### Description of the task
Read through the entries below and return each line with the word "self".

### Extracted entries
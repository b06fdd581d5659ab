//! Tree rendering - one node per line, indented by depth.
//!
//! The printer consumes only the read-only traversal; the engines never
//! call it.

use std::fmt;

use super::node::Node;
use super::BPlusTree;

impl fmt::Display for BPlusTree {
    fn fmt(&self, f: &mut fmt::Formatter<'_>) -> fmt::Result {
        fmt_node(self.root(), 0, f)
    }
}

impl fmt::Display for Node {
    fn fmt(&self, f: &mut fmt::Formatter<'_>) -> fmt::Result {
        fmt_node(self, 0, f)
    }
}

fn fmt_node(node: &Node, depth: usize, f: &mut fmt::Formatter<'_>) -> fmt::Result {
    write!(f, "{:indent$}", "", indent = depth * 2)?;
    match node {
        Node::Leaf(leaf) => {
            write!(f, "leaf[")?;
            for (i, (key, value)) in leaf.entries().enumerate() {
                if i > 0 {
                    write!(f, " ")?;
                }
                write!(f, "{}:{}", key, value)?;
            }
            writeln!(f, "]")
        }
        Node::Inner(inner) => {
            write!(f, "inner[")?;
            for (i, key) in inner.keys().iter().enumerate() {
                if i > 0 {
                    write!(f, " ")?;
                }
                write!(f, "{}", key)?;
            }
            writeln!(f, "]")?;
            for child in inner.children() {
                fmt_node(child, depth + 1, f)?;
            }
            Ok(())
        }
    }
}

### Task output
    fn fmt(&self, f: &mut fmt::Formatter<'_>) -> fmt::Result {
        fmt_node(self.root(), 0, f)
    fn fmt(&self, f: &mut fmt::Formatter<'_>) -> fmt::Result {
        fmt_node(self, 0, f)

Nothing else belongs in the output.